Boring-War-1981@reddit
I’m surprised so many people still have files from the 80s. I would have thought a lot of them would have been lost or deleted in the past 40 odd years
Hey-buuuddy@reddit
I’ve got a spreadsheet file from 1998.
OtisSnerd@reddit
complex1.rr - Tuesday, June 14, 1983, 3:35:14 PM, used by a train sim game, PC-RR.EXE - Tuesday, August 21, 1984, 2:35:38 AM.
rchiwawa@reddit
Got me beat by a decade and loose change
Max-P@reddit
I have a
BioNES.exefile dated 1998-04-06, downloaded in 2000 when I was 7, and was my introduction to piracy. It's from a backup CD I made in 2004 when I had my first go at trying out this Linux thing.I think I may have some physical 3½ floppies of Visual Basic 3 for Windows 3.1 from my grandpa somewhere with older files on it, but it's definitely not on my NAS.

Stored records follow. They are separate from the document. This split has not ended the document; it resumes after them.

//! Assistant text to display markup.
//!
//! Pure string transformation, no session state: line breaks become `<br>`
//! and markdown-style links of the exact form `[label](http(s)://url)`
//! become anchors. Everything else passes through verbatim. The content is
//! trusted as-is; no HTML escaping is performed (the reply originates from
//! an operator-configured endpoint).

use regex::Regex;
use std::sync::LazyLock;

/// Inline link markup: `[label](url)` where the URL is http or https and
/// contains no whitespace or closing parenthesis.
static LINK_RE: LazyLock<Regex> = LazyLock::new(|| {
    Regex::new(r"\[([^\]]+)\]\((https?://[^\s)]+)\)").expect("link pattern is valid")
});

/// Convert assistant reply text into display markup.
pub fn render_markup(content: &str) -> String {
    let with_breaks = content.replace('\n', "<br>");
    LINK_RE
        .replace_all(
            &with_breaks,
            r#"<a href="$2" target="_blank" rel="noopener noreferrer">$1</a>"#,
        )
        .into_owned()
}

I'm shocked the timestamp has been carried through so many copies to its current 26TB ZFS pool. It's been downloaded, unzipped, zipped, unzipped, burned to a CD, dumped from a CD, burnt to another CD, dumped again, copied via file managers, rsync'd a few times as I upgraded storage.
This-Requirement6918@reddit
Probably from 2002. Lost a lot of originals from the great hard disk crash of 2007.
rjchute@reddit
A little while ago I had a big computer crash and lost nearly all of my files and so had to resort to restoring most everything from various backups I had. While, ultimately, I didn't end up truely losing too much data, the file dates did not survive the backup/restore process and, as such, nearly everything has a 2023 date.
stuffitystuff@reddit
00:00:00 UTC 1970-01-01
Scoth42@reddit
Oldest period would probably be some of the CP/M stuff I have that are probably late 70s
Oldest I created would be some drawings and documents from my family's Atari 8-bit stuff that I've dumped and archived from the mid-late 80s
6502zx81@reddit
Visual Basic was released in 1991.
kabekew@reddit
BASICA was around with the first MS-DOS
themightyug@reddit
Also the 386 didn't appear until 1986
BCProgramming@reddit
Oldest file on my system is some GIF files which I believe are from a FRACTINT 18 CD-ROM, dated to 1993.
ArmadilloLoose6699@reddit
For me it would probably be a few lingering WMA and MP3 files from CDs that I ripped with Windows XP.
19chris1996@reddit
The laptop itself had its screen destroyed.
grimacefry@reddit
Not modified date but created date, 03-10-1993. I have network storage that's been upgraded perpetually all the way from a library of floppy disks, to zip disks, hard disks, NAS and now cloud. I have all the original files from all my school work - everything I ever did on a computer, and the oldest of which is invite.doc, a Word document for a school assignment in grade 4.
SporadicWanderer@reddit
I have some 1993 saved text documents - they look like “Gopher to email” searches of encyclopedia articles. Probably completed through a service on GEnie, my parents’ online service provider when I was 8.
JollyQuiscalus@reddit
Nothing too old now, but while using a Linux system, I seem to remember coming across some files that were timestamped sometime in the 1970s. Not the epoch date, but actual dates that varied. My guess is that these were originally from a Unix system and retained their dates when they were transferred.
EsoTechTrix@reddit
Which computer. There's technically nothing 'on' my first computer, but I have files I wrote to disk in the 80's. That was before system clocks existed though.
muse_head@reddit
I have some old (1980s) files from backups of old computers I've acquired, but the oldest file personally created by me is schoolwork from September 1997.
No-Succotash-9576@reddit
did you try run it and does it work? maybe you need to use dosbox to open it
AustriaModerator@reddit
should be something of 2003, mp3s or longhorn alphas i would say. the earliest ones date back to kazaa and emule days. i did buy used computers like an olivetti m24sp, which the previous owner used from 1986 onwards. numerous 5" floppies came with it, with letters written in wordstar on it.